Minimum wage with stable wages
With a stable wage that is in the range of the minimum wage, the question regularly arises as to how it can be ensured that the employees' minimum wage entitlement is met in every case.
From the point of view of cost optimization, companies are always careful to keep their administrative effort as low as possible. The hourly wage is therefore often calculated using a weekly factor in which this is stored in the respective billing system. For example, a weekly factor of 4.33 (resulting in 173.2 per month for a 40-hour week) is used to break the monthly salary down to the hour and thus check whether the minimum wage is paid. The reason for using a weekly factor is that a month has more than 4 weeks, but the employment contractual remuneration is owed monthly. Such a calculation would then look like this:
Example:
With a gross salary of €1,550.00, the hourly wage would be €8.95 (€1,550.00: 173.2 hours) based on a weekly factor of 4.33. The minimum wage of currently €8.50 would be adhered to.
Actual hours worked are crucial
However, the use of a weekly factor is legally irrelevant to the question of whether the minimum wage is actually paid or not. Because the minimum wage law (“MiLoG“) the amount of the mandatory remuneration is based on the remuneration per hour actually worked and the due period is based on the month, cf. § 1 para. 2 and § 2 para. 1 MiLoG.
The minimum wage entitlement is calculated from the sum of the hours actually worked in the calendar month multiplied by the respective minimum wage. It is therefore irrelevant which weekly factor is used to calculate the average working hours per month. The only thing that matters is how many hours the employee actually worked and what remuneration he received for them. It is therefore correct to look at each month separately. In particular, there are calendar months with 23 working days. It is particularly important to ensure that the minimum wage is paid. This should be illustrated using an example:
February (20 working days):
€ 1,550.00 gross/20 working days/8 hours results in an hourly wage of € 9,69.

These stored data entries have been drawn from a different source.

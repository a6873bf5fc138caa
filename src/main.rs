use std::error::Error;

use tracing_subscriber::{layer::SubscriberExt, util::SubscriberInitExt};

use shelfdata::cache::ResolveCache;
use shelfdata::catalog;
use shelfdata::config::Config;
use shelfdata::resolver::{Resolver, RunMode};

#[tokio::main]
async fn main() {
    // Initialize tracing
    tracing_subscriber::registry()
        .with(
            tracing_subscriber::EnvFilter::try_from_default_env()
                .unwrap_or_else(|_| "shelfdata=info".into()),
        )
        .with(tracing_subscriber::fmt::layer().with_writer(std::io::stderr))
        .init();

    dotenvy::dotenv().ok();

    let mode = if std::env::args().any(|arg| arg == "--download") {
        RunMode::Download
    } else {
        RunMode::Metadata
    };
    let config = Config::from_env();

    if let Err(e) = run(&config, mode).await {
        tracing::error!("failed to resolve covers: {}", e);
        std::process::exit(1);
    }
}

async fn run(config: &Config, mode: RunMode) -> Result<(), Box<dyn Error>> {
    tokio::fs::create_dir_all(&config.covers_dir).await?;

    let mut books = catalog::load_catalog(&config.catalog_path).await?;
    tracing::info!(
        "resolving covers for {} books from {}",
        books.len(),
        config.catalog_path.display()
    );

    let resolver = Resolver::new(config, ResolveCache::new())?;
    resolver.process_catalog(&mut books, mode).await;

    catalog::save_catalog(&config.catalog_path, &books).await?;

    tracing::info!(
        "covers processed in {} mode",
        match mode {
            RunMode::Download => "download",
            RunMode::Metadata => "metadata",
        }
    );
    Ok(())
}
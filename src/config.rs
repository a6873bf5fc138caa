use std::env;
use std::path::PathBuf;

/// Default inter-call delay, shared across the whole fallback chain.
const DEFAULT_RATE_LIMIT_MS: u64 = 200;

#[derive(Debug, Clone)]
pub struct Config {
    /// JSON catalog rewritten in place by the build tool.
    pub catalog_path: PathBuf,
    /// Directory the catalog's root-relative asset paths resolve against.
    pub site_root: PathBuf,
    /// Where downloaded cover images land.
    pub covers_dir: PathBuf,
    pub rate_limit_ms: u64,

    // Provider endpoints. Overridable so tests can point them at a mock
    // server; the defaults preserve the exact third-party URL shapes.
    pub google_books_base: String,
    pub openlibrary_base: String,
    pub openlibrary_covers_base: String,
    pub goodreads_base: String,
    /// CORS relay prefix the rating page URL gets appended to, URL-encoded.
    pub cors_relay_base: String,
}

impl Config {
    pub fn from_env() -> Self {
        let site_root = PathBuf::from(env::var("SITE_ROOT").unwrap_or_else(|_| ".".to_string()));

        let catalog_path = env::var("BOOKS_PATH")
            .map(PathBuf::from)
            .unwrap_or_else(|_| site_root.join("data").join("books.json"));

        let covers_dir = site_root.join("assets").join("covers");

        Self {
            catalog_path,
            site_root,
            covers_dir,
            rate_limit_ms: env::var("RATE_LIMIT_MS")
                .ok()
                .and_then(|v| v.parse().ok())
                .unwrap_or(DEFAULT_RATE_LIMIT_MS),
            google_books_base: env::var("GOOGLE_BOOKS_BASE")
                .unwrap_or_else(|_| "https://www.googleapis.com/books/v1".to_string()),
            openlibrary_base: env::var("OPENLIBRARY_BASE")
                .unwrap_or_else(|_| "https://openlibrary.org".to_string()),
            openlibrary_covers_base: env::var("OPENLIBRARY_COVERS_BASE")
                .unwrap_or_else(|_| "https://covers.openlibrary.org".to_string()),
            goodreads_base: env::var("GOODREADS_BASE")
                .unwrap_or_else(|_| "https://www.goodreads.com".to_string()),
            cors_relay_base: env::var("CORS_RELAY_BASE")
                .unwrap_or_else(|_| "https://api.allorigins.win/raw?url=".to_string()),
        }
    }
}
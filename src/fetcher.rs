use std::time::Duration;

use reqwest::header::CONTENT_TYPE;
use serde::de::DeserializeOwned;
use thiserror::Error;
use tokio::sync::Mutex;

/// Content-type family a validated fetch must carry.
#[derive(Debug, Clone, Copy, PartialEq, Eq)]
pub enum MediaKind {
    Image,
    Html,
}

impl MediaKind {
    fn prefix(self) -> &'static str {
        match self {
            MediaKind::Image => "image/",
            MediaKind::Html => "text/html",
        }
    }
}

/// Transient lookup failures. Not-found and validation rejections are not
/// errors; they travel as `Ok(None)` through the chain.
#[derive(Debug, Error)]
pub enum LookupError {
    #[error("request to {url} failed: {source}")]
    Network {
        url: String,
        #[source]
        source: reqwest::Error,
    },
    #[error("could not decode response from {url}: {source}")]
    Decode {
        url: String,
        #[source]
        source: serde_json::Error,
    },
}

/// HTTP client with a shared inter-call throttle.
///
/// Every outbound call, winning or not, is followed by a fixed delay while
/// the throttle is held, so concurrent resolution tasks still respect the
/// third-party rate limits as one global budget.
pub struct Fetcher {
    client: reqwest::Client,
    delay: Duration,
    throttle: Mutex<()>,
}

impl Fetcher {
    pub fn new(rate_limit_ms: u64) -> Result<Self, reqwest::Error> {
        let client = reqwest::Client::builder()
            .timeout(Duration::from_secs(10))
            .build()?;
        Ok(Self {
            client,
            delay: Duration::from_millis(rate_limit_ms),
            throttle: Mutex::new(()),
        })
    }

    async fn throttled_get(&self, url: &str) -> Result<reqwest::Response, LookupError> {
        let _slot = self.throttle.lock().await;
        let result = self.client.get(url).send().await;
        if !self.delay.is_zero() {
            tokio::time::sleep(self.delay).await;
        }
        result.map_err(|source| LookupError::Network {
            url: url.to_string(),
            source,
        })
    }

    /// GET `url` following redirects; return it back only when the response
    /// is 2xx and carries the expected content-type family.
    pub async fn fetch_validated(
        &self,
        url: &str,
        kind: MediaKind,
    ) -> Result<Option<String>, LookupError> {
        let resp = self.throttled_get(url).await?;
        if !resp.status().is_success() {
            return Ok(None);
        }
        if !content_type(&resp).starts_with(kind.prefix()) {
            return Ok(None);
        }
        Ok(Some(url.to_string()))
    }

    /// JSON provider payload; non-2xx is a plain not-found.
    pub async fn get_json<T: DeserializeOwned>(&self, url: &str) -> Result<Option<T>, LookupError> {
        let resp = self.throttled_get(url).await?;
        if !resp.status().is_success() {
            return Ok(None);
        }
        let body = resp.text().await.map_err(|source| LookupError::Network {
            url: url.to_string(),
            source,
        })?;
        serde_json::from_str(&body)
            .map(Some)
            .map_err(|source| LookupError::Decode {
                url: url.to_string(),
                source,
            })
    }

    /// Page body for marker extraction, validated as HTML.
    pub async fn get_text(
        &self,
        url: &str,
        kind: MediaKind,
    ) -> Result<Option<String>, LookupError> {
        let resp = self.throttled_get(url).await?;
        if !resp.status().is_success() {
            return Ok(None);
        }
        if !content_type(&resp).starts_with(kind.prefix()) {
            return Ok(None);
        }
        let body = resp.text().await.map_err(|source| LookupError::Network {
            url: url.to_string(),
            source,
        })?;
        Ok(Some(body))
    }

    /// Image bytes plus content-type, for download mode.
    pub async fn fetch_image_bytes(
        &self,
        url: &str,
    ) -> Result<Option<(Vec<u8>, String)>, LookupError> {
        let resp = self.throttled_get(url).await?;
        if !resp.status().is_success() {
            return Ok(None);
        }
        let content_type = content_type(&resp).to_string();
        if !content_type.starts_with(MediaKind::Image.prefix()) {
            return Ok(None);
        }
        let bytes = resp.bytes().await.map_err(|source| LookupError::Network {
            url: url.to_string(),
            source,
        })?;
        Ok(Some((bytes.to_vec(), content_type)))
    }
}

fn content_type(resp: &reqwest::Response) -> &str {
    resp.headers()
        .get(CONTENT_TYPE)
        .and_then(|v| v.to_str().ok())
        .unwrap_or("")
}
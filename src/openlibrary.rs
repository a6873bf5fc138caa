use serde::Deserialize;

use crate::fetcher::{Fetcher, LookupError, MediaKind};

#[derive(Debug, Deserialize)]
struct SearchResponse {
    docs: Vec<SearchDoc>,
}

#[derive(Debug, Deserialize)]
struct SearchDoc {
    key: Option<String>,
}

#[derive(Debug, Deserialize)]
struct WorkRecord {
    description: Option<WorkDescription>,
}

/// Open Library work descriptions come back either as a plain string or
/// wrapped in a `{"type": …, "value": …}` object.
#[derive(Debug, Deserialize)]
#[serde(untagged)]
enum WorkDescription {
    Text(String),
    Wrapped { value: String },
}

impl WorkDescription {
    fn into_text(self) -> String {
        match self {
            WorkDescription::Text(s) => s,
            WorkDescription::Wrapped { value } => value,
        }
    }
}

/// Secondary catalog (Open Library) plus its cover CDN.
pub struct OpenLibrary {
    base: String,
    covers_base: String,
}

impl OpenLibrary {
    pub fn new(base: impl Into<String>, covers_base: impl Into<String>) -> Self {
        Self {
            base: base.into(),
            covers_base: covers_base.into(),
        }
    }

    /// Two-step description lookup: find the work key by ISBN, then read the
    /// work record.
    pub async fn lookup_description(
        &self,
        fetcher: &Fetcher,
        isbn: &str,
    ) -> Result<Option<String>, LookupError> {
        let search_url = format!(
            "{}/search.json?isbn={}",
            self.base,
            urlencoding::encode(isbn)
        );
        let Some(results) = fetcher.get_json::<SearchResponse>(&search_url).await? else {
            return Ok(None);
        };
        let Some(work_key) = results.docs.into_iter().next().and_then(|doc| doc.key) else {
            return Ok(None);
        };

        let work_url = format!("{}{}.json", self.base, work_key);
        let Some(work) = fetcher.get_json::<WorkRecord>(&work_url).await? else {
            return Ok(None);
        };
        Ok(work.description.map(WorkDescription::into_text))
    }

    /// Cover CDN lookup by ISBN. `default=false` makes a missing cover a
    /// 404 instead of a blank placeholder image.
    pub async fn cover_by_isbn(
        &self,
        fetcher: &Fetcher,
        isbn: &str,
    ) -> Result<Option<String>, LookupError> {
        let url = format!("{}/b/isbn/{}-L.jpg?default=false", self.covers_base, isbn);
        fetcher.fetch_validated(&url, MediaKind::Image).await
    }

    /// Cover CDN lookup by Open Library edition id.
    pub async fn cover_by_olid(
        &self,
        fetcher: &Fetcher,
        olid: &str,
    ) -> Result<Option<String>, LookupError> {
        let url = format!("{}/b/olid/{}-L.jpg?default=false", self.covers_base, olid);
        fetcher.fetch_validated(&url, MediaKind::Image).await
    }
}

#[cfg(test)]
mod tests {
    use super::*;

    #[test]
    fn work_description_handles_both_shapes() {
        let plain: WorkRecord = serde_json::from_str(r#"{"description":"A desert planet."}"#).unwrap();
        assert_eq!(
            plain.description.map(WorkDescription::into_text).as_deref(),
            Some("A desert planet.")
        );

        let wrapped: WorkRecord = serde_json::from_str(
            r#"{"description":{"type":"/type/text","value":"A desert planet."}}"#,
        )
        .unwrap();
        assert_eq!(
            wrapped.description.map(WorkDescription::into_text).as_deref(),
            Some("A desert planet.")
        );

        let missing: WorkRecord = serde_json::from_str(r#"{"title":"Dune"}"#).unwrap();
        assert!(missing.description.is_none());
    }
}
//! Per-connection bookkeeping.

use std::fmt;
use std::sync::Arc;
use tokio::sync::mpsc::{self, error::SendError};
use tokio_util::sync::CancellationToken;

/// Identity of one accepted connection. Never reused within a process.
#[derive(Debug, Clone, Copy, PartialEq, Eq, Hash, PartialOrd, Ord)]
pub struct ConnectionId(u64);

impl ConnectionId {
    /// Wraps a raw id.
    pub const fn new(id: u64) -> Self {
        Self(id)
    }

    /// Returns the raw id.
    pub const fn get(self) -> u64 {
        self.0
    }
}

impl fmt::Display for ConnectionId {
    fn fmt(&self, f: &mut fmt::Formatter<'_>) -> fmt::Result {
        write!(f, "conn-{}", self.0)
    }
}

/// What the coordinator asks a socket task to send.
#[derive(Debug, Clone, PartialEq, Eq)]
pub enum Outbound {
    /// Send a text frame.
    Text(Arc<str>),
    /// Send a liveness ping.
    Ping,
}

/// The transport's end of a registered connection.
#[derive(Debug)]
pub struct Link {
    /// Connection id.
    pub id: ConnectionId,
    /// Frames to deliver, in order. Ends when the coordinator forgets the
    /// connection.
    pub frames: mpsc::UnboundedReceiver<Outbound>,
    /// Cancelled when the coordinator terminates the connection. The transport
    /// must then drop the socket at once, abandoning any write in progress.
    pub terminated: CancellationToken,
}

/// Liveness of a registered connection.
#[derive(Debug, Clone, Copy, PartialEq, Eq)]
pub enum Liveness {
    /// Answered the most recent ping, or has not been pinged yet.
    Alive,
    /// Pinged by the last sweep and not answered yet.
    Stale,
}

/// A registered connection as seen by the coordinator.
#[derive(Debug)]
pub(crate) struct Peer {
    outbound: mpsc::UnboundedSender<Outbound>,
    terminated: CancellationToken,
    pub(crate) liveness: Liveness,
}

impl Peer {
    pub(crate) fn new(
        outbound: mpsc::UnboundedSender<Outbound>,
        terminated: CancellationToken,
    ) -> Self {
        Self {
            outbound,
            terminated,
            liveness: Liveness::Alive,
        }
    }

    /// Queues a frame; fails once the socket task has gone away.
    pub(crate) fn send(&self, frame: Outbound) -> Result<(), SendError<Outbound>> {
        self.outbound.send(frame)
    }

    pub(crate) fn terminate(&self) {
        self.terminated.cancel();
    }
}
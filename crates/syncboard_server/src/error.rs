//! Error types for the sync server.

use std::net::SocketAddr;
use thiserror::Error;

/// Result type for server operations.
pub type ServerResult<T> = Result<T, ServerError>;

/// Errors that can occur in the sync server.
#[derive(Error, Debug)]
pub enum ServerError {
    /// The listener could not be bound.
    #[error("failed to bind {addr}: {source}")]
    Bind {
        /// Requested address.
        addr: SocketAddr,
        /// Underlying error.
        source: std::io::Error,
    },

    /// Invalid configuration value.
    #[error("invalid configuration: {0}")]
    InvalidConfig(String),

    /// The coordinator task has stopped.
    #[error("coordinator is not running")]
    CoordinatorClosed,

    /// A background task failed.
    #[error("internal error: {0}")]
    Internal(String),

    /// I/O error.
    #[error("io error: {0}")]
    Io(#[from] std::io::Error),
}

#[cfg(test)]
mod tests {
    use super::*;

    #[test]
    fn error_display() {
        let err = ServerError::Bind {
            addr: "127.0.0.1:4000".parse().unwrap(),
            source: std::io::Error::new(std::io::ErrorKind::AddrInUse, "in use"),
        };
        let msg = err.to_string();
        assert!(msg.contains("127.0.0.1:4000"));
        assert!(msg.contains("in use"));

        assert_eq!(
            ServerError::CoordinatorClosed.to_string(),
            "coordinator is not running"
        );
    }
}
//! CLI command implementations.

pub mod seed;
pub mod serve;

use std::path::PathBuf;
use thiserror::Error;

/// Errors surfaced by CLI commands.
#[derive(Debug, Error)]
pub enum CliError {
    /// A seed file could not be read.
    #[error("cannot read seed file {path}: {source}")]
    SeedRead {
        /// The seed file.
        path: PathBuf,
        /// Underlying error.
        source: std::io::Error,
    },

    /// A seed file is not a valid board.
    #[error("invalid seed file {path}: {source}")]
    SeedParse {
        /// The seed file.
        path: PathBuf,
        /// Underlying error.
        source: serde_json::Error,
    },

    /// The server failed to start or stop.
    #[error(transparent)]
    Server(#[from] syncboard_server::ServerError),

    /// I/O error.
    #[error(transparent)]
    Io(#[from] std::io::Error),

    /// JSON encoding error.
    #[error(transparent)]
    Json(#[from] serde_json::Error),
}
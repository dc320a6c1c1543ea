//! Connection registry, relay and liveness sweep.

use crate::connection::{ConnectionId, Liveness, Outbound, Peer};
use crate::handle::{CoordinatorHandle, Event};
use crate::persister::Persister;
use indexmap::IndexMap;
use std::sync::Arc;
use std::time::Duration;
use syncboard_protocol::{Envelope, MessageKind, ServerMessage};
use syncboard_store::StateStore;
use tokio::sync::mpsc;
use tokio::task::JoinHandle;
use tokio::time::{self, Instant, MissedTickBehavior};
use tokio_util::sync::CancellationToken;
use tracing::{debug, error, info, warn};

/// Counters describing what the coordinator has done so far.
#[derive(Debug, Clone, Copy, Default, PartialEq, Eq)]
pub struct CoordinatorStats {
    /// Currently registered connections.
    pub connections: usize,
    /// Connections accepted since start.
    pub accepted: u64,
    /// Messages relayed to peers.
    pub relayed: u64,
    /// Full-state mutations committed to the store.
    pub mutations: u64,
    /// Messages dropped because they did not parse.
    pub malformed: u64,
    /// Connections dropped by the liveness sweep.
    pub evicted: u64,
}

/// Owner of every live connection.
///
/// All methods are synchronous and never wait on I/O: frames go onto each
/// peer's [`Outbound`] queue and snapshot writes go to the [`Persister`]. In a
/// running server the coordinator lives inside one task (see
/// [`Coordinator::spawn`]) so its methods never run concurrently.
///
/// The registry keeps insertion order, which is also the relay order.
#[derive(Debug)]
pub struct Coordinator {
    store: Arc<StateStore>,
    persister: Persister,
    peers: IndexMap<ConnectionId, Peer>,
    stats: CoordinatorStats,
}
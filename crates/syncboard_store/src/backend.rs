//! Snapshot backend trait definition.

use crate::error::StoreResult;
use async_trait::async_trait;

/// A slot holding exactly one serialized snapshot.
///
/// Backends are **opaque byte stores**: `write` replaces the whole content,
/// `read` returns whatever the last successful `write` stored. There is no
/// versioning and no partial-write protocol.
///
/// # Implementors
///
/// - [`super::FileBackend`] - For persistent storage
/// - [`super::InMemoryBackend`] - For testing
#[async_trait]
pub trait SnapshotBackend: Send + Sync + std::fmt::Debug {
    /// Makes sure the storage location exists (creating directories as needed).
    ///
    /// # Errors
    ///
    /// Returns an error if the location cannot be created.
    async fn prepare(&self) -> StoreResult<()>;

    /// Reads the stored snapshot, or `None` if nothing has been written yet.
    ///
    /// # Errors
    ///
    /// Returns an error if the location exists but cannot be read.
    async fn read(&self) -> StoreResult<Option<Vec<u8>>>;

    /// Replaces the stored snapshot with `bytes`.
    ///
    /// # Errors
    ///
    /// Returns an error if the write fails. The previous content may be lost.
    async fn write(&self, bytes: &[u8]) -> StoreResult<()>;

    /// Human-readable location, for logs.
    fn location(&self) -> String;
}
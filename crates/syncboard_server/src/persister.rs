//! Background snapshot writer.

use std::fmt::Display;
use std::sync::Arc;
use syncboard_protocol::ApplicationState;
use syncboard_store::StateStore;
use tokio::sync::mpsc;
use tokio::task::JoinHandle;
use tracing::{error, warn};

/// Discards a failure after logging it.
///
/// Store failures are not propagated to clients: live clients already hold the
/// state and the next mutation writes it again. Every call site that chooses
/// to keep going after a failed store operation goes through here.
pub fn best_effort<T, E: Display>(operation: &str, result: Result<T, E>) -> Option<T> {
    match result {
        Ok(value) => Some(value),
        Err(e) => {
            error!(operation, error = %e, "store operation failed, continuing");
            None
        }
    }
}

/// Queue in front of [`StateStore::persist`].
///
/// Snapshots are written one at a time in the order they were enqueued, so the
/// last write to land is always the most recent commit. The writer task runs
/// until every `Persister` clone is dropped and the queue is drained.
#[derive(Debug, Clone)]
pub struct Persister {
    queue: mpsc::UnboundedSender<ApplicationState>,
}

impl Persister {
    /// Starts the writer task.
    pub fn spawn(store: Arc<StateStore>) -> (Self, JoinHandle<()>) {
        let (queue, pending) = mpsc::unbounded_channel();
        let task = tokio::spawn(write_loop(store, pending));
        (Self { queue }, task)
    }

    /// Schedules `snapshot` to be written. Never waits for I/O.
    pub fn enqueue(&self, snapshot: ApplicationState) {
        if self.queue.send(snapshot).is_err() {
            warn!("snapshot writer has stopped, snapshot not persisted");
        }
    }
}

async fn write_loop(store: Arc<StateStore>, mut pending: mpsc::UnboundedReceiver<ApplicationState>) {
    while let Some(snapshot) = pending.recv().await {
        best_effort("persist snapshot", store.persist(&snapshot).await);
    }
}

Result: The hourly wage in February is above the legal minimum wage.
August (23 working days):
€ 1,550.00 gross/23 working days/8 hours results in an hourly wage of € 8,42.
Result: The hourly wage in August is below the legal minimum wage.
The use of a uniform weekly factor, on the other hand, serves to calculate a flat rate of remuneration per week, day or hour, without taking into account the actual working hours worked. A weekly factor is used, for example, for the purpose of breaking down the constant monthly salary to a flat-rate hourly wage, see for example Section 24 Paragraph 3 Sentence 3 TVöD.
In this respect, the main question is how to ensure that employees' minimum wage requirements are met.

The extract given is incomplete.